Карбаускис был максимально деликатен, он, спасибо ему, не вывел на сцену никаких забитых нелепых чудиков, «несчастных евреев», которых играют теперь все, кому не лень, и сделал героев спектакля нормальными людьми. Он постарался максимально сбить пафос, но разве в такой истории, где одно горе наслаивается на другое и нет ни минуты роздыха для публики, можно обойтись совсем без пафоса? Многие зрители заливаются слезами буквально с первых минут спектакля. Лишь однажды они выдохнут радостно: когда для Изи, уже трижды битого железной плетью за то, что пытался пронести букет своей Эстер, все мужчины гетто отдают по одной ромашке, пронесенной за пазухой с работы. Но выдохнут лишь для того, чтобы снова захлебнуться от слез. А та половина зала, что осталась с сухими глазами, сидит мрачно и чувствует неловкость оттого, что не может плакать, хоть все так печально и так серьезно, и так важно, а спектакль жмет на него и давит, как губку, требуя участия.
Бог знает, в чем тут дело. Не знаю, можно ли вообще сегодня из романа Мераса сделать спектакль, который не выглядел бы эксплуатацией жалостной еврейской проблемы. А может быть, дело в том, что верный своей постоянной экзистенциальной теме, всегда так или иначе связанной со смертью, Карбаускис поставил по канве Мераса свой собственный сюжет, которого не выдерживает чувствительный материал.
Роман строился вокруг последней шахматной партии Исаака и Шогера. Талантливый мальчик много раз, хотя бы на шахматной доске, заставлявший немца сдаться, теперь должен решить куда более сложную задачу: сыграть вничью, отстаивая последних оставшихся детей гетто. Если он проиграет -- их увезут, а он останется жить, если выиграет, Шогер их оставит, но убьет Изю. И только если будет ничья, в живых останутся все. С этой партии начинается роман, она прошивает его насквозь, перебиваясь голосами других героев. В финале, когда у Изи, за спиной которого собралось все гетто, остается только два варианта -- выигрыш или ничья, немец признается, что детей все равно не пощадит. Тогда Исаак выбирает победу, и в тот момент, когда немец готов выстрелить, гетто убивает его.

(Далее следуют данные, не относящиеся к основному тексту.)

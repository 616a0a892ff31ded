//! Month planning for the image stage: candidate sequences, subtraction of
//! already-exported months, and completeness checks against the upstream
//! daily collections.

use std::collections::BTreeSet;

use chrono::{Datelike, NaiveDate};

/// Days of upstream data required past the end of a month before it counts
/// as complete.
pub const LEADING_BUFFER_DAYS: i64 = 2;
/// Days of upstream data required before the start of a month.
pub const TRAILING_BUFFER_DAYS: i64 = 2;

/// Whether a string is a valid `YYYY-MM` month.
pub fn is_valid_year_month(s: &str) -> bool {
    parse_year_month(s).is_some()
}

fn parse_year_month(s: &str) -> Option<NaiveDate> {
    let (year, month) = s.split_once('-')?;
    if year.len() != 4 || month.len() != 2 {
        return None;
    }
    NaiveDate::from_ymd_opt(year.parse().ok()?, month.parse().ok()?, 1)
}

fn first_day(month: &str) -> Option<NaiveDate> {
    parse_year_month(month)
}

fn last_day(month: &str) -> Option<NaiveDate> {
    let first = parse_year_month(month)?;
    let next = if first.month() == 12 {
        NaiveDate::from_ymd_opt(first.year() + 1, 1, 1)?
    } else {
        NaiveDate::from_ymd_opt(first.year(), first.month() + 1, 1)?
    };
    Some(next - chrono::Duration::days(1))
}

fn year_month_of(date: NaiveDate) -> String {
    format!("{:04}-{:02}", date.year(), date.month())
}

/// Normalize an image name prefix to end in `_` or `-`.
pub fn fix_name_prefix(prefix: &str) -> String {
    if prefix.is_empty() || prefix.ends_with('_') || prefix.ends_with('-') {
        prefix.to_string()
    } else {
        format!("{}_", prefix)
    }
}

/// Every month from `min_month` through the month before `today`, ascending.
pub fn month_sequence(min_month: &str, today: NaiveDate) -> Vec<String> {
    let Some(mut cursor) = parse_year_month(min_month) else {
        return Vec::new();
    };
    let current = year_month_of(today);
    let mut months = Vec::new();
    loop {
        let ym = year_month_of(cursor);
        if ym >= current {
            break;
        }
        months.push(ym);
        cursor = if cursor.month() == 12 {
            NaiveDate::from_ymd_opt(cursor.year() + 1, 1, 1).unwrap()
        } else {
            NaiveDate::from_ymd_opt(cursor.year(), cursor.month() + 1, 1).unwrap()
        };
    }
    months
}

/// Months already present as named image assets (`<prefix>YYYY[-_]MM`).
pub fn exported_months(asset_names: &[String], prefix: &str) -> BTreeSet<String> {
    let prefix = fix_name_prefix(prefix);
    asset_names
        .iter()
        .filter_map(|name| {
            let rest = name.strip_prefix(&prefix)?;
            if rest.len() != 7 {
                return None;
            }
            let normalized = rest.replace('_', "-");
            is_valid_year_month(&normalized).then_some(normalized)
        })
        .collect()
}

/// Candidate months minus those already exported, ascending.
pub fn pending_months(candidates: &[String], exported: &BTreeSet<String>) -> Vec<String> {
    let mut pending: Vec<String> = candidates
        .iter()
        .filter(|m| !exported.contains(*m))
        .cloned()
        .collect();
    pending.sort();
    pending.dedup();
    pending
}

/// Availability of one month within one upstream source collection.
#[derive(Debug, Clone, Copy, PartialEq, Eq)]
pub enum MonthAvailability {
    /// All required images are present, buffers included.
    Complete,
    /// The bounded window holds no images at all.
    NoImages,
    /// Images exist but the upstream has not moved past the leading buffer;
    /// the month may still fill in.
    PendingCompletion,
    /// The current month is never exported.
    CurrentMonth,
}

/// Check each month against one source's available daily image dates.
///
/// A month is complete when the buffered window `[first - trailing,
/// last + leading]` holds at least one image and some image date is at or
/// past the last leading-buffer date (the upstream has moved on).
pub fn check_months_complete(
    months: &[String],
    reference_dates: &[NaiveDate],
    today: NaiveDate,
) -> Vec<(String, MonthAvailability)> {
    let current = year_month_of(today);
    let mut results = Vec::with_capacity(months.len());
    for month in months {
        if *month == current {
            results.push((month.clone(), MonthAvailability::CurrentMonth));
            continue;
        }
        let (Some(first), Some(last)) = (first_day(month), last_day(month)) else {
            results.push((month.clone(), MonthAvailability::NoImages));
            continue;
        };
        let window_start = first - chrono::Duration::days(TRAILING_BUFFER_DAYS);
        let window_end = last + chrono::Duration::days(LEADING_BUFFER_DAYS);

        let any_in_window = reference_dates
            .iter()
            .any(|d| *d >= window_start && *d <= window_end);
        if !any_in_window {
            results.push((month.clone(), MonthAvailability::NoImages));
            continue;
        }

        let moved_past = reference_dates.iter().any(|d| *d >= window_end);
        if !moved_past {
            results.push((month.clone(), MonthAvailability::PendingCompletion));
            continue;
        }

        results.push((month.clone(), MonthAvailability::Complete));
    }
    results
}

/// Final export plan across all sources: months complete in at least one
/// source, and pending completion in none.
pub fn select_months_to_export(
    per_source: &[Vec<(String, MonthAvailability)>],
) -> Vec<String> {
    let mut complete = BTreeSet::new();
    let mut pending = BTreeSet::new();
    for source in per_source {
        for (month, availability) in source {
            match availability {
                MonthAvailability::Complete => {
                    complete.insert(month.clone());
                }
                MonthAvailability::PendingCompletion => {
                    pending.insert(month.clone());
                }
                _ => {}
            }
        }
    }
    complete.difference(&pending).cloned().collect()
}

#[cfg(test)]
mod tests {
    use super::*;

    fn date(y: i32, m: u32, d: u32) -> NaiveDate {
        NaiveDate::from_ymd_opt(y, m, d).unwrap()
    }

    fn date_range(from: NaiveDate, to: NaiveDate) -> Vec<NaiveDate> {
        let mut dates = Vec::new();
        let mut cursor = from;
        while cursor <= to {
            dates.push(cursor);
            cursor += chrono::Duration::days(1);
        }
        dates
    }

    #[test]
    fn test_month_sequence_stops_before_current_month() {
        let months = month_sequence("2023-11", date(2024, 2, 10));
        assert_eq!(months, vec!["2023-11", "2023-12", "2024-01"]);
    }

    #[test]
    fn test_month_sequence_empty_when_min_is_current() {
        assert!(month_sequence("2024-02", date(2024, 2, 10)).is_empty());
    }

    #[test]
    fn test_exported_months_accepts_both_separators() {
        let names = vec![
            "Snow_TAC_2023_12".to_string(),
            "Snow_TAC_2024-01".to_string(),
            "Snow_TAC_notamonth".to_string(),
            "Other_2024_01".to_string(),
        ];
        let exported = exported_months(&names, "Snow_TAC");
        assert!(exported.contains("2023-12"));
        assert!(exported.contains("2024-01"));
        assert_eq!(exported.len(), 2);
    }

    #[test]
    fn test_fix_name_prefix() {
        assert_eq!(fix_name_prefix("Snow_TAC"), "Snow_TAC_");
        assert_eq!(fix_name_prefix("Snow_TAC_"), "Snow_TAC_");
        assert_eq!(fix_name_prefix("Snow-"), "Snow-");
        assert_eq!(fix_name_prefix(""), "");
    }

    #[test]
    fn test_current_month_always_excluded() {
        let months = vec!["2024-02".to_string()];
        let dates = date_range(date(2024, 1, 1), date(2024, 2, 28));
        let results = check_months_complete(&months, &dates, date(2024, 2, 15));
        assert_eq!(results[0].1, MonthAvailability::CurrentMonth);
    }

    #[test]
    fn test_complete_month_requires_leading_buffer() {
        let months = vec!["2024-01".to_string()];
        // Upstream reaches Feb 2: exactly the last leading-buffer date.
        let dates = date_range(date(2023, 12, 29), date(2024, 2, 2));
        let results = check_months_complete(&months, &dates, date(2024, 3, 15));
        assert_eq!(results[0].1, MonthAvailability::Complete);

        // Upstream stops one day short of the buffer: still pending.
        let dates = date_range(date(2023, 12, 29), date(2024, 2, 1));
        let results = check_months_complete(&months, &dates, date(2024, 3, 15));
        assert_eq!(results[0].1, MonthAvailability::PendingCompletion);
    }

    #[test]
    fn test_month_with_no_images_is_empty() {
        let months = vec!["2022-06".to_string()];
        let dates = date_range(date(2024, 1, 1), date(2024, 1, 31));
        let results = check_months_complete(&months, &dates, date(2024, 2, 15));
        // No images in the window itself, even though upstream moved past it.
        assert_eq!(results[0].1, MonthAvailability::NoImages);
    }

    #[test]
    fn test_select_complete_in_either_pending_in_neither() {
        let source_a = vec![
            ("2024-01".to_string(), MonthAvailability::Complete),
            ("2024-02".to_string(), MonthAvailability::Complete),
            ("2024-03".to_string(), MonthAvailability::NoImages),
        ];
        let source_b = vec![
            ("2024-01".to_string(), MonthAvailability::NoImages),
            ("2024-02".to_string(), MonthAvailability::PendingCompletion),
            ("2024-03".to_string(), MonthAvailability::Complete),
        ];
        let selected = select_months_to_export(&[source_a, source_b]);
        // 2024-01 complete in A, pending nowhere; 2024-02 pending in B drops
        // out; 2024-03 complete in B.
        assert_eq!(selected, vec!["2024-01".to_string(), "2024-03".to_string()]);
    }

    #[test]
    fn test_pending_months_subtracts_exported() {
        let candidates = vec!["2024-01".to_string(), "2024-02".to_string()];
        let exported = BTreeSet::from(["2024-01".to_string()]);
        assert_eq!(pending_months(&candidates, &exported), vec!["2024-02"]);
    }
}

Карбаускису не нужно было сопротивление, сочиняя инсценировку, он отказался от всего, связанного с какой-либо энергией и действием внутри гетто. И даже саму ось романа -- главную шахматную партию -- он почти совсем увел в тень. Объявляя победу над немцем, Изя, не отстаивал себя -- просто он выбрал смерть, как и другие евреи, в спектакле на Шогера так никто и не решается поднять руку. «Ничья длится мгновенье» в РАМТ -- это не спектакль-поединок в духе романа Мераса, а череда скорбных историй о людях, не способных сопротивляться и живущих в ожидании смерти.